Tuesday’s event, titled “God and Guns” and hosted by the Episcopal Church at Yale, delved into the intersection between faith and the constitutional right to bear arms.
The 2015 film “The Armor of Light” documented the collaboration between McBath and Evangelical preacher and President of the National Clergy Council Robert Schenck, who has worked over the last three years to prevent gun violence through conversations within the Christian community. The documentary recounts the journey of Schenck, a right-wing activist, as he seeks to warn the conservative religious communities about the recent growth of gun violence across the United States.

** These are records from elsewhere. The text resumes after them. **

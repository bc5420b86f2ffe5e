//! # dbroute
//!
//! Read/write routing of database connections across a primary and its
//! read replicas.
//!
//! Each operation carries a [`RoutingContext`] with a tri-state read-only
//! hint. The [`DecisionEngine`] turns it into a [`Role`], and the
//! [`RoutingConnectionSource`] leases a connection from the pool serving
//! that role. Callers only ever say what they know about their intent.
//!
//! ## Features
//!
//! - **Safe default**: an unknown hint goes to the primary
//! - **Transaction affinity**: every acquisition in a transaction lands on
//!   the role chosen by its first one
//! - **Pluggable replica selection**: round-robin or per-transaction
//!   affinity, or any [`ReplicaSelector`]
//! - **Fail-fast startup**: every pool is pre-warmed or startup fails
//! - **Driver-agnostic**: connections come from a [`Driver`]
//!
//! ## Example
//!
//! ```rust,ignore
//! use dbroute::{ConnectionParameters, RouterConfig, Role, RoutingConnectionSource, RoutingContext};
//!
//! let config = RouterConfig::new(ConnectionParameters::from_connection_string(
//!     "Server=db-primary;Database=app;User Id=app;Password=secret;",
//! )?)
//! .replica(Role::REPLICA, ConnectionParameters::new().host("db-replica"));
//!
//! let source = RoutingConnectionSource::from_config(&config, driver).await?;
//!
//! // Reads may go to the replica
//! let conn = source.acquire(&RoutingContext::read_only()).await?;
//!
//! // Transactions stay on one role
//! let tx = source.begin_transaction(false);
//! let conn = source.acquire(&tx).await?;
//! source.commit(tx)?;
//!
//! source.shutdown().await;
//! ```

#![warn(missing_docs)]
#![deny(unsafe_code)]

pub mod config;
pub mod context;
pub mod decision;
pub mod error;
pub mod instrumentation;
pub mod registry;
pub mod role;
pub mod source;

pub use config::{ConnectionParameters, Credentials, ReplicaSelection, RouterConfig};
pub use context::{ReadOnlyHint, RoutingContext, TransactionId};
pub use decision::{DecisionEngine, ReplicaSelector, RoundRobin, StaticAffinity};
pub use error::{Error, Result};
pub use registry::{Driver, PoolRegistry};
pub use role::{ParseRoleError, ReplicaId, Role};
pub use source::{RoutedConnection, RoutingConnectionSource};

// Pool types surfaced through this API
pub use dbroute_pool::{
    BoxError, Connection, DynConnection, PoolError, PoolStatus, PooledConnection, TimeoutPhase,
};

In the film, McBath — whose personal testimony and stance against controversial “Stand Your Ground” laws carried her to national television — inspires Schenck to discuss the moral, ethical and theological responses to gun violence with his fellow Christian leaders.

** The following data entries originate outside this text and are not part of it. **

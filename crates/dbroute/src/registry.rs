//! One connection pool per configured role.
//!
//! The registry is built once at startup. Every pool is pre-warmed to its
//! minimum size; if any of them cannot be, the ones already opened are
//! closed again and startup fails as a whole. After initialization the set
//! of roles never changes.

use std::fmt;
use std::sync::Arc;

use async_trait::async_trait;
use dbroute_pool::{BoxError, Connector, DynConnection, Pool, PoolStatus};
use futures_util::future::join_all;
use hashbrown::HashMap;
use tracing::Instrument;

use crate::config::{ConnectionParameters, RouterConfig};
use crate::error::{Error, Result};
use crate::instrumentation::span_names;
use crate::role::{ReplicaId, Role};

/// Opens physical connections from connection parameters.
///
/// This is the seam to a concrete database driver.
#[async_trait]
pub trait Driver: Send + Sync + 'static {
    /// Open one connection to the endpoint described by `params`.
    async fn connect(
        &self,
        params: &ConnectionParameters,
    ) -> std::result::Result<DynConnection, BoxError>;
}

/// Binds a driver to the parameters of one role.
struct DriverConnector {
    driver: Arc<dyn Driver>,
    params: ConnectionParameters,
}

#[async_trait]
impl Connector for DriverConnector {
    async fn connect(&self) -> std::result::Result<DynConnection, BoxError> {
        self.driver.connect(&self.params).await
    }
}

/// Pools keyed by role.
pub struct PoolRegistry {
    pools: HashMap<Role, Pool>,
    parameters: HashMap<Role, ConnectionParameters>,
}

impl PoolRegistry {
    /// Create and pre-warm a pool for every role.
    ///
    /// A primary role is required. Roles must be unique.
    pub async fn initialize(
        roles: impl IntoIterator<Item = (Role, ConnectionParameters)>,
        driver: Arc<dyn Driver>,
    ) -> Result<Self> {
        let mut parameters: HashMap<Role, ConnectionParameters> = HashMap::new();
        for (role, params) in roles {
            params
                .validate()
                .map_err(|e| Error::Config(format!("role {role}: {e}")))?;
            if parameters.insert(role, params).is_some() {
                return Err(Error::Config(format!("role {role} configured more than once")));
            }
        }
        if !parameters.contains_key(&Role::Primary) {
            return Err(Error::Config("a primary role is required".into()));
        }

        let span = tracing::info_span!(span_names::INITIALIZE, roles = parameters.len());
        async move {
            let mut pools = HashMap::with_capacity(parameters.len());
            for (role, params) in &parameters {
                let connector = Arc::new(DriverConnector {
                    driver: Arc::clone(&driver),
                    params: params.clone(),
                });
                match Pool::new(params.pool_config(*role), connector).await {
                    Ok(pool) => {
                        pools.insert(*role, pool);
                    }
                    Err(source) => {
                        close_all(pools.values()).await;
                        return Err(Error::StartupFailed { role: *role, source });
                    }
                }
            }

            let results = join_all(pools.iter().map(|(role, pool)| async move {
                pool.warm_up().await.map_err(|source| (*role, source))
            }))
            .await;

            if let Some((role, source)) = results.into_iter().find_map(|r| r.err()) {
                tracing::error!(role = %role, error = %source, "pool failed to start");
                close_all(pools.values()).await;
                return Err(Error::StartupFailed { role, source });
            }

            tracing::info!(roles = pools.len(), "connection pools ready");
            Ok(Self { pools, parameters })
        }
        .instrument(span)
        .await
    }

    /// Initialize from a router configuration.
    pub async fn from_config(config: &RouterConfig, driver: Arc<dyn Driver>) -> Result<Self> {
        Self::initialize(
            config.roles.iter().map(|(role, params)| (*role, params.clone())),
            driver,
        )
        .await
    }

    /// The pool serving `role`.
    pub fn get(&self, role: Role) -> Result<&Pool> {
        self.pools.get(&role).ok_or(Error::UnknownRole(role))
    }

    /// Whether a pool exists for `role`.
    #[must_use]
    pub fn contains(&self, role: Role) -> bool {
        self.pools.contains_key(&role)
    }

    /// All configured roles, primary first.
    #[must_use]
    pub fn roles(&self) -> Vec<Role> {
        let mut roles: Vec<Role> = self.pools.keys().copied().collect();
        roles.sort_unstable();
        roles
    }

    /// Configured replica ids, in ascending order.
    #[must_use]
    pub fn replicas(&self) -> Vec<ReplicaId> {
        let mut replicas: Vec<ReplicaId> =
            self.pools.keys().filter_map(Role::replica_id).collect();
        replicas.sort_unstable();
        replicas
    }

    /// Connection parameters of `role`.
    #[must_use]
    pub fn parameters(&self, role: Role) -> Option<&ConnectionParameters> {
        self.parameters.get(&role)
    }

    /// Status snapshot of every pool, primary first.
    #[must_use]
    pub fn status(&self) -> Vec<(Role, PoolStatus)> {
        self.roles()
            .into_iter()
            .filter_map(|role| self.pools.get(&role).map(|pool| (role, pool.status())))
            .collect()
    }

    /// Close every pool.
    ///
    /// Outstanding leases are waited for up to each pool's drain timeout.
    pub async fn shutdown(&self) {
        let span = tracing::info_span!(span_names::SHUTDOWN, roles = self.pools.len());
        async {
            close_all(self.pools.values()).await;
            tracing::info!("connection pools closed");
        }
        .instrument(span)
        .await;
    }
}

async fn close_all<'a>(pools: impl Iterator<Item = &'a Pool>) {
    join_all(pools.map(Pool::close)).await;
}

impl fmt::Debug for PoolRegistry {
    fn fmt(&self, f: &mut fmt::Formatter<'_>) -> fmt::Result {
        f.debug_struct("PoolRegistry")
            .field("roles", &self.roles())
            .finish_non_exhaustive()
    }
}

The screening was followed by a panel discussion with McBath and Schenck, as well as Ian Douglas, bishop of the Connecticut Episcopal Church, and OrLando Yarborough III GRD ’10, pastor of the Black Church at Yale.
During the discussion, Schenck emphasized that people should not separate theological concerns from political conversations about gun violence.

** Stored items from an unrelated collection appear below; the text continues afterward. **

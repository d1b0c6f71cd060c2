use crate::error::{VellumDBError, VellumDBResult};

/// Little-endian primitives shared by the page codecs. Each `decode_*`
/// returns the value and the number of bytes consumed.
pub struct CommonCodec;

impl CommonCodec {
    pub fn encode_u8(value: u8, buf: &mut Vec<u8>) {
        buf.push(value);
    }

    pub fn decode_u8(bytes: &[u8]) -> VellumDBResult<(u8, usize)> {
        let Some(value) = bytes.first() else {
            return Err(VellumDBError::Storage(
                "decode_u8: unexpected end of page".to_string(),
            ));
        };
        Ok((*value, 1))
    }

    pub fn encode_u32(value: u32, buf: &mut Vec<u8>) {
        buf.extend_from_slice(&value.to_le_bytes());
    }

    pub fn decode_u32(bytes: &[u8]) -> VellumDBResult<(u32, usize)> {
        if bytes.len() < 4 {
            return Err(VellumDBError::Storage(
                "decode_u32: unexpected end of page".to_string(),
            ));
        }
        let mut raw = [0u8; 4];
        raw.copy_from_slice(&bytes[..4]);
        Ok((u32::from_le_bytes(raw), 4))
    }

    pub fn encode_bytes(value: &[u8], buf: &mut Vec<u8>) {
        buf.extend_from_slice(value);
    }

    pub fn decode_bytes(bytes: &[u8], len: usize) -> VellumDBResult<(Vec<u8>, usize)> {
        if bytes.len() < len {
            return Err(VellumDBError::Storage(
                "decode_bytes: unexpected end of page".to_string(),
            ));
        }
        Ok((bytes[..len].to_vec(), len))
    }
}

#[cfg(test)]
mod tests {
    use super::*;

    #[test]
    fn u32_round_trip() {
        let mut buf = Vec::new();
        CommonCodec::encode_u32(0xdead_beef, &mut buf);
        let (value, consumed) = CommonCodec::decode_u32(&buf).unwrap();
        assert_eq!(value, 0xdead_beef);
        assert_eq!(consumed, 4);
    }

    #[test]
    fn truncated_input_errors() {
        assert!(CommonCodec::decode_u32(&[1, 2]).is_err());
        assert!(CommonCodec::decode_u8(&[]).is_err());
        assert!(CommonCodec::decode_bytes(&[1, 2, 3], 4).is_err());
    }
}
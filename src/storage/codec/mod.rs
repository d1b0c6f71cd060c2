pub mod btree_page;
pub mod common;
pub mod hash_page;

pub use btree_page::{BPlusTreeInternalPageCodec, BPlusTreeLeafPageCodec, BPlusTreePageCodec};
pub use hash_page::{HashBucketPageCodec, HashDirectoryPageCodec};
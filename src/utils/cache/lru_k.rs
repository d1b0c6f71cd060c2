use std::collections::{HashMap, VecDeque};

use crate::buffer::FrameId;
use crate::error::{VellumDBError, VellumDBResult};
use crate::utils::cache::Replacer;

#[derive(Debug)]
struct LruKNode {
    /// The last `k` access timestamps, oldest first.
    history: VecDeque<u64>,
    evictable: bool,
}

impl LruKNode {
    fn new(k: usize) -> Self {
        Self {
            history: VecDeque::with_capacity(k),
            evictable: false,
        }
    }

    fn record_access(&mut self, timestamp: u64, k: usize) {
        self.history.push_back(timestamp);
        if self.history.len() > k {
            self.history.pop_front();
        }
    }
}

/// LRU-K replacement.
///
/// The victim is the evictable frame with the largest backward K-distance,
/// i.e. `now - t` where `t` is the K-th most recent access. Frames with fewer
/// than K recorded accesses have infinite distance and are ordered among
/// themselves by their oldest access; equal finite distances also fall back to
/// the older K-th access.
#[derive(Debug)]
pub struct LruKReplacer {
    /// Count of evictable frames, kept incrementally.
    current_size: usize,
    replacer_size: usize,
    k: usize,
    node_store: HashMap<FrameId, LruKNode>,
    current_timestamp: u64,
}

impl LruKReplacer {
    pub fn new(num_frames: usize) -> Self {
        Self::with_k(num_frames, 2)
    }

    pub fn with_k(num_frames: usize, k: usize) -> Self {
        Self {
            current_size: 0,
            replacer_size: num_frames,
            k,
            node_store: HashMap::with_capacity(num_frames),
            current_timestamp: 0,
        }
    }

    fn distance_of(&self, node: &LruKNode) -> (u64, u64) {
        let oldest = *node.history.front().unwrap_or(&0);
        if node.history.len() < self.k {
            (u64::MAX, oldest)
        } else {
            (self.current_timestamp - oldest, oldest)
        }
    }
}

impl Replacer for LruKReplacer {
    fn record_access(&mut self, frame_id: FrameId) -> VellumDBResult<()> {
        let timestamp = self.current_timestamp;
        self.current_timestamp += 1;
        if let Some(node) = self.node_store.get_mut(&frame_id) {
            node.record_access(timestamp, self.k);
        } else {
            if self.node_store.len() >= self.replacer_size {
                return Err(VellumDBError::Internal(
                    "frame count exceeds replacer capacity".to_string(),
                ));
            }
            let mut node = LruKNode::new(self.k);
            node.record_access(timestamp, self.k);
            self.node_store.insert(frame_id, node);
        }
        Ok(())
    }

    fn evict(&mut self) -> Option<FrameId> {
        let mut victim: Option<(FrameId, u64, u64)> = None;
        for (frame_id, node) in self.node_store.iter() {
            if !node.evictable {
                continue;
            }
            let (distance, kth_timestamp) = self.distance_of(node);
            let better = match victim {
                None => true,
                Some((_, best_distance, best_timestamp)) => {
                    distance > best_distance
                        || (distance == best_distance && kth_timestamp < best_timestamp)
                }
            };
            if better {
                victim = Some((*frame_id, distance, kth_timestamp));
            }
        }
        let (frame_id, _, _) = victim?;
        self.remove(frame_id);
        Some(frame_id)
    }

    fn set_evictable(&mut self, frame_id: FrameId, evictable: bool) -> VellumDBResult<()> {
        let Some(node) = self.node_store.get_mut(&frame_id) else {
            return Err(VellumDBError::Internal(format!(
                "frame {} not found",
                frame_id
            )));
        };
        if evictable && !node.evictable {
            self.current_size += 1;
        } else if !evictable && node.evictable {
            self.current_size -= 1;
        }
        node.evictable = evictable;
        Ok(())
    }

    fn remove(&mut self, frame_id: FrameId) {
        if let Some(node) = self.node_store.get(&frame_id) {
            debug_assert!(node.evictable, "removing a non-evictable frame");
            self.node_store.remove(&frame_id);
            self.current_size -= 1;
        }
    }

    fn size(&self) -> usize {
        self.current_size
    }
}

#[cfg(test)]
mod tests {
    use super::*;

    #[test]
    fn set_evictable_tracks_size() {
        let mut replacer = LruKReplacer::with_k(3, 2);
        replacer.record_access(1).unwrap();
        replacer.set_evictable(1, true).unwrap();
        assert_eq!(replacer.size(), 1);
        replacer.set_evictable(1, false).unwrap();
        assert_eq!(replacer.size(), 0);
    }

    #[test]
    fn evicts_largest_k_distance() {
        let mut replacer = LruKReplacer::with_k(2, 3);
        replacer.record_access(1).unwrap(); // ts=0
        replacer.record_access(2).unwrap(); // ts=1
        replacer.record_access(2).unwrap(); // ts=2
        replacer.record_access(1).unwrap(); // ts=3
        replacer.record_access(2).unwrap(); // ts=4
        replacer.set_evictable(1, true).unwrap();
        replacer.set_evictable(2, true).unwrap();
        // frame 1 history [0, 3] -> distance 5; frame 2 history [2, 4] -> 3
        assert_eq!(replacer.evict(), Some(1));
    }

    #[test]
    fn infinite_distance_wins_and_ties_break_by_oldest() {
        let mut replacer = LruKReplacer::with_k(3, 3);
        replacer.record_access(1).unwrap(); // ts=0
        replacer.record_access(2).unwrap(); // ts=1
        replacer.record_access(3).unwrap(); // ts=2
        replacer.record_access(1).unwrap(); // ts=3
        replacer.record_access(1).unwrap(); // ts=4, frame 1 has k accesses
        replacer.record_access(3).unwrap(); // ts=5
        for frame in [1, 2, 3] {
            replacer.set_evictable(frame, true).unwrap();
        }
        // frames 2 and 3 are below k accesses: infinite distance; 2 is older
        assert_eq!(replacer.evict(), Some(2));
        assert_eq!(replacer.evict(), Some(3));
        assert_eq!(replacer.evict(), Some(1));
    }

    #[test]
    fn full_scenario() {
        let mut replacer = LruKReplacer::with_k(7, 2);

        for frame in 1..=6 {
            replacer.record_access(frame).unwrap(); // ts = frame - 1
        }
        for frame in 1..=5 {
            replacer.set_evictable(frame, true).unwrap();
        }
        replacer.set_evictable(6, false).unwrap();
        assert_eq!(replacer.size(), 5);

        // frame 1 reaches two accesses; 2..=5 stay infinite
        replacer.record_access(1).unwrap(); // ts=6

        assert_eq!(replacer.evict(), Some(2));
        assert_eq!(replacer.evict(), Some(3));
        assert_eq!(replacer.evict(), Some(4));
        assert_eq!(replacer.size(), 2);

        replacer.record_access(3).unwrap(); // ts=7
        replacer.record_access(4).unwrap(); // ts=8
        replacer.record_access(5).unwrap(); // ts=9
        replacer.record_access(4).unwrap(); // ts=10
        replacer.set_evictable(3, true).unwrap();
        replacer.set_evictable(4, true).unwrap();
        assert_eq!(replacer.size(), 4);

        // frame 3 is the only infinite-distance frame left
        assert_eq!(replacer.evict(), Some(3));

        replacer.set_evictable(6, true).unwrap();
        // frame 6 has a single access at ts=5: infinite distance
        assert_eq!(replacer.evict(), Some(6));

        replacer.set_evictable(1, false).unwrap();
        // both finite: frame 5 history [4, 9], frame 4 history [8, 10]
        assert_eq!(replacer.evict(), Some(5));
        assert_eq!(replacer.evict(), Some(4));
        assert_eq!(replacer.size(), 0);

        replacer.set_evictable(1, true).unwrap();
        assert_eq!(replacer.evict(), Some(1));
        assert_eq!(replacer.evict(), None);
    }
}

“The topic [of gun violence] goes to the heart of the Gospel,” Schenck said.
Summarizing what the main message of the film and purpose of her initiative was, McBath said that in order to fully understand the gun-violence problem, one must view the issue through a “spiritual, moral and ethical lens, rather than just the physical lens.”
“We are each other’s keepers,” McBath said. “What happens to me affects you, not only in the natural eye but the spiritual realm.”
The intersection between the Ten Commandments and the Second Amendment — or between God and guns — was an ambiguity that Schenck discussed in both the film and the panel discussion.
Matt Klineman ’19 said he appreciated how the documentary showed the contradictions that sometimes emerge between political and religious views.
“I sometimes do get a little frustrated with how many people in this nation get religion and politics tangled up,” Klineman said. “Although, wherever your morals come from, whether that is your religion or something else, will certainly affect your politics, I think it’s difficult to defend one’s political views entirely based on one’s religious views.”
The conversation also focused around the panel members’ views on the reception of the documentary in states that are predominantly Evangelical and Republican. Schenck said the response to the documentary from these regions had been more positive than he expected, and hypothesized that looking at the issue from a theological standpoint could reduce the tensions which often arise from debates about gun control.
“We want to create a safe space where people do not feel judged from the moment they become present,” Schenck said. “We allow for a safe conversation to take place, and it seems to be effective.”
McBath emphasized the importance of creating consensus among people with opposing ideologies instead of forcing a one-way discussion. She added that Second Amendment rights should still be defended, but emphasized that gun-violence prevention is possible without restricting gun ownership.
“The Armor of Light” marks Abigail Disney’s ’82 directorial debut.